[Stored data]

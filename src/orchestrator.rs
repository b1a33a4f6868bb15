//! Orchestrator. Guards life-cycle legality, serializes
//! start/stop/reset/update_config via a single lock, and decides which
//! config changes require a restart versus hot-apply. Grounded in
//! `grid_engine.py`'s top-level `start`/`stop`/`reset` guards. Ownership is
//! one-way: the orchestrator owns the engine, the engine holds the state
//! store — no cyclic back-references.

use std::path::PathBuf;
use std::sync::Arc;

use tokio::sync::Mutex;

use crate::config::{GridConfig, Venue};
use crate::engine::ReconciliationEngine;
use crate::error::Result;
use crate::persistence::{
    load_manual_sync, save_manual_sync, ActionLogEntry, ConfigHistoryEntry, InMemoryPersistence,
    ManualSyncFile, ManualSyncOrder, Persistence,
};
use crate::quantizer::Quantizer;
use crate::state::{BotState, StateStore};
use crate::venue::VenueAdapter;

/// `{success, message, data?}`, the shape every operator-facing call in
/// spec §6 returns; `data` carries whatever payload that call promises
/// (status echoes `RuntimeState` + config, `levels` a row per level, etc).
pub struct ApiResponse {
    pub success: bool,
    pub message: String,
    pub data: Option<serde_json::Value>,
}

impl ApiResponse {
    fn ok(message: impl Into<String>) -> Self {
        Self {
            success: true,
            message: message.into(),
            data: None,
        }
    }

    fn ok_with(message: impl Into<String>, data: serde_json::Value) -> Self {
        Self {
            success: true,
            message: message.into(),
            data: Some(data),
        }
    }

    fn err(message: impl Into<String>) -> Self {
        Self {
            success: false,
            message: message.into(),
            data: None,
        }
    }
}

pub struct Orchestrator {
    engine: Mutex<Option<Arc<ReconciliationEngine>>>,
    state_store: Arc<StateStore>,
    venue: Arc<dyn VenueAdapter>,
    persistence: Mutex<InMemoryPersistence>,
    manual_sync_path: PathBuf,
    lifecycle_lock: Mutex<()>,
    quantizer: Quantizer,
}

impl Orchestrator {
    pub fn new(venue: Arc<dyn VenueAdapter>, manual_sync_path: PathBuf) -> Self {
        Self {
            engine: Mutex::new(None),
            state_store: StateStore::new(),
            venue,
            persistence: Mutex::new(InMemoryPersistence::default()),
            manual_sync_path,
            lifecycle_lock: Mutex::new(()),
            quantizer: Quantizer::new(),
        }
    }

    pub fn state_store(&self) -> Arc<StateStore> {
        self.state_store.clone()
    }

    fn log_action(&self, persistence: &mut InMemoryPersistence, action: &str, result: &str) {
        persistence.record_action(ActionLogEntry {
            id: None,
            ts: chrono::Utc::now().timestamp_millis(),
            user: "local".to_string(),
            action: action.to_string(),
            params_json: "{}".to_string(),
            result: result.to_string(),
            mode: "n/a".to_string(),
            venue: "n/a".to_string(),
        });
    }

    /// `PUT config(GridConfig)`: validates and installs a new config.
    /// Returns whether the change required a restart. If the engine isn't
    /// running, the new config simply becomes the one `start()` will use.
    /// A running engine is a fresh `ReconciliationEngine` instance either
    /// way (it has no in-place config setter), so bounds/venue/mode
    /// changes stop the old loop first; zone/size-only changes restart it
    /// transparently without the caller needing to call stop/start around it.
    pub async fn update_config(&self, new_config: GridConfig) -> Result<bool> {
        let _guard = self.lifecycle_lock.lock().await;
        new_config.validate()?;
        let config_json = serde_json::to_string(&new_config)?;

        let mut engine_slot = self.engine.lock().await;
        let (restart_required, was_running) = match engine_slot.as_ref() {
            Some(engine) => {
                let old = engine.config_snapshot().await;
                let running = self.state_store.snapshot().await.bot_state == BotState::Running;
                (old.requires_restart(&new_config), running)
            }
            None => (false, false),
        };

        if was_running {
            if let Some(engine) = engine_slot.as_ref() {
                if let Err(e) = engine.stop().await {
                    let mut persistence = self.persistence.lock().await;
                    self.log_action(&mut persistence, "update_config", &e.to_string());
                    return Err(e);
                }
            }
        }

        let new_engine = ReconciliationEngine::new(new_config, self.venue.clone(), self.state_store.clone());
        if was_running {
            if let Err(e) = new_engine.start(None).await {
                let mut persistence = self.persistence.lock().await;
                self.log_action(&mut persistence, "update_config", &e.to_string());
                return Err(e);
            }
        }
        *engine_slot = Some(new_engine);

        let mut persistence = self.persistence.lock().await;
        self.log_action(&mut persistence, "update_config", "ok");
        persistence.record_config(ConfigHistoryEntry {
            ts: chrono::Utc::now().timestamp_millis(),
            config_json,
        });
        drop(persistence);

        Ok(restart_required)
    }

    pub async fn start(&self, confirm: bool) -> ApiResponse {
        if !confirm {
            return ApiResponse::err("start requires confirm=true");
        }
        let _guard = self.lifecycle_lock.lock().await;

        let current = self.state_store.snapshot().await.bot_state;
        if current == BotState::Running || current == BotState::Starting {
            return ApiResponse::err("illegal state: already running");
        }

        let engine_slot = self.engine.lock().await;
        let engine = match engine_slot.as_ref() {
            Some(e) => e.clone(),
            None => return ApiResponse::err("illegal state: no config installed"),
        };
        drop(engine_slot);

        let manual_sync = load_manual_sync(&self.manual_sync_path).map(|f| f.orders);

        let mut persistence = self.persistence.lock().await;
        match engine.start(manual_sync).await {
            Ok(()) => {
                self.log_action(&mut persistence, "start", "ok");
                ApiResponse::ok("engine started")
            }
            Err(e) => {
                self.log_action(&mut persistence, "start", &e.to_string());
                ApiResponse::err(e.to_string())
            }
        }
    }

    pub async fn stop(&self, confirm: bool) -> ApiResponse {
        if !confirm {
            return ApiResponse::err("stop requires confirm=true");
        }
        let _guard = self.lifecycle_lock.lock().await;

        let engine_slot = self.engine.lock().await;
        let engine = match engine_slot.as_ref() {
            Some(e) => e.clone(),
            None => return ApiResponse::err("illegal state: no engine to stop"),
        };
        drop(engine_slot);

        let mut persistence = self.persistence.lock().await;
        match engine.stop().await {
            Ok(()) => {
                self.log_action(&mut persistence, "stop", "ok");
                ApiResponse::ok("engine stopped")
            }
            Err(e) => {
                self.log_action(&mut persistence, "stop", &e.to_string());
                ApiResponse::err(e.to_string())
            }
        }
    }

    pub async fn reset(&self, confirm: bool, clear_positions: bool, cancel_only: bool) -> ApiResponse {
        if !confirm {
            return ApiResponse::err("reset requires confirm=true");
        }
        let _guard = self.lifecycle_lock.lock().await;

        let engine_slot = self.engine.lock().await;
        let engine = match engine_slot.as_ref() {
            Some(e) => e.clone(),
            None => return ApiResponse::err("illegal state: no engine to reset"),
        };
        drop(engine_slot);

        let outcome = if cancel_only {
            engine.stop().await
        } else {
            engine.reset(clear_positions).await
        };

        let mut persistence = self.persistence.lock().await;
        match outcome {
            Ok(()) => {
                self.log_action(&mut persistence, "reset", "ok");
                ApiResponse::ok("engine reset")
            }
            Err(e) => {
                self.log_action(&mut persistence, "reset", &e.to_string());
                ApiResponse::err(e.to_string())
            }
        }
    }

    pub async fn toggle_zone(&self, zone_id: u32, enabled: bool) -> ApiResponse {
        let engine_slot = self.engine.lock().await;
        match engine_slot.as_ref() {
            Some(engine) => match engine.toggle_zone(zone_id, enabled).await {
                Ok(()) => ApiResponse::ok("zone toggled"),
                Err(e) => ApiResponse::err(e.to_string()),
            },
            None => ApiResponse::err("illegal state: no engine installed"),
        }
    }

    pub async fn cancel_level(&self, level: usize) -> ApiResponse {
        let engine_slot = self.engine.lock().await;
        match engine_slot.as_ref() {
            Some(engine) => match engine.cancel_level(level).await {
                Ok(()) => ApiResponse::ok("level cancelled"),
                Err(e) => ApiResponse::err(e.to_string()),
            },
            None => ApiResponse::err("illegal state: no engine installed"),
        }
    }

    pub async fn enable_level(&self, level: usize) -> ApiResponse {
        let engine_slot = self.engine.lock().await;
        match engine_slot.as_ref() {
            Some(engine) => match engine.enable_level(level).await {
                Ok(()) => ApiResponse::ok("level enabled"),
                Err(e) => ApiResponse::err(e.to_string()),
            },
            None => ApiResponse::err("illegal state: no engine installed"),
        }
    }

    /// `POST orders/{venue_order_id}/cancel`.
    pub async fn cancel_order(&self, venue_order_id: &str) -> ApiResponse {
        let engine_slot = self.engine.lock().await;
        match engine_slot.as_ref() {
            Some(engine) => match engine.cancel_order(venue_order_id).await {
                Ok(()) => ApiResponse::ok("order cancelled"),
                Err(e) => ApiResponse::err(e.to_string()),
            },
            None => ApiResponse::err("illegal state: no engine installed"),
        }
    }

    /// `GET status` → RuntimeState + config echo.
    pub async fn status(&self) -> ApiResponse {
        let state = self.state_store.snapshot().await;
        let config = match self.engine.lock().await.as_ref() {
            Some(engine) => serde_json::to_value(engine.config_snapshot().await).ok(),
            None => None,
        };
        let data = serde_json::json!({
            "bot_state": format!("{:?}", state.bot_state),
            "active_levels": state.active_levels,
            "pnl_realized": state.pnl_realized,
            "pnl_unrealized": state.pnl_unrealized,
            "inventory": state.inventory,
            "last_error": state.last_error,
            "config": config,
        });
        ApiResponse::ok_with("status", data)
    }

    /// `GET levels` → `{index, price, zone_id, active, side}` per level.
    pub async fn levels(&self) -> ApiResponse {
        let engine_slot = self.engine.lock().await;
        match engine_slot.as_ref() {
            Some(engine) => {
                let rows: Vec<serde_json::Value> = engine
                    .levels_view()
                    .await
                    .into_iter()
                    .map(|v| {
                        serde_json::json!({
                            "index": v.index,
                            "price": v.price,
                            "zone_id": v.zone_id,
                            "active": v.active,
                            "side": format!("{:?}", v.side).to_lowercase(),
                        })
                    })
                    .collect();
                ApiResponse::ok_with("levels", serde_json::Value::Array(rows))
            }
            None => ApiResponse::err("illegal state: no engine installed"),
        }
    }

    /// `GET orders/active`.
    pub async fn orders_active(&self) -> ApiResponse {
        let engine_slot = self.engine.lock().await;
        match engine_slot.as_ref() {
            Some(engine) => {
                let rows: Vec<serde_json::Value> = engine
                    .active_orders_snapshot()
                    .await
                    .into_iter()
                    .map(|o| {
                        serde_json::json!({
                            "level_index": o.level_index,
                            "zone_id": o.zone_id,
                            "side": o.side.as_str(),
                            "price": o.price,
                            "size": o.size,
                            "venue_order_id": o.venue_order_id,
                            "status": format!("{:?}", o.status),
                        })
                    })
                    .collect();
                ApiResponse::ok_with("active orders", serde_json::Value::Array(rows))
            }
            None => ApiResponse::err("illegal state: no engine installed"),
        }
    }

    /// `GET minimum-requirements/{venue}/{symbol}`.
    pub fn minimum_requirements(&self, venue: Venue, symbol: &str) -> ApiResponse {
        match self.quantizer.requirements(venue, symbol) {
            Some(r) => ApiResponse::ok_with(
                "requirements",
                serde_json::json!({
                    "min_size": r.min_size,
                    "min_notional": r.min_notional,
                    "size_step": r.size_step,
                    "price_tick": r.price_tick,
                }),
            ),
            None => ApiResponse::err("no requirements configured for this venue/symbol"),
        }
    }

    /// `POST sync/manual{orders}`: persists the sidecar immediately (so a
    /// later `start()` picks it up even if the engine isn't running right
    /// now) and, if an engine is installed, merges the orders into its
    /// active_orders right away rather than waiting for a restart.
    pub async fn sync_manual(&self, orders: Vec<ManualSyncOrder>) -> ApiResponse {
        let count = orders.len();
        save_manual_sync(&self.manual_sync_path, &ManualSyncFile { orders: orders.clone() });

        if let Some(engine) = self.engine.lock().await.as_ref() {
            engine.adopt_external(&orders).await;
        }
        ApiResponse::ok(format!("adopted {} manually-synced orders", count))
    }
}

[WORK TO COMPLETE]
Which lines of the data contain the word "message"? Copy each one.

[TASK OUTPUT]
/// `{success, message, data?}`, the shape every operator-facing call in
    pub message: String,
    fn ok(message: impl Into<String>) -> Self {
            message: message.into(),
    fn ok_with(message: impl Into<String>, data: serde_json::Value) -> Self {
            message: message.into(),
    fn err(message: impl Into<String>) -> Self {
            message: message.into(),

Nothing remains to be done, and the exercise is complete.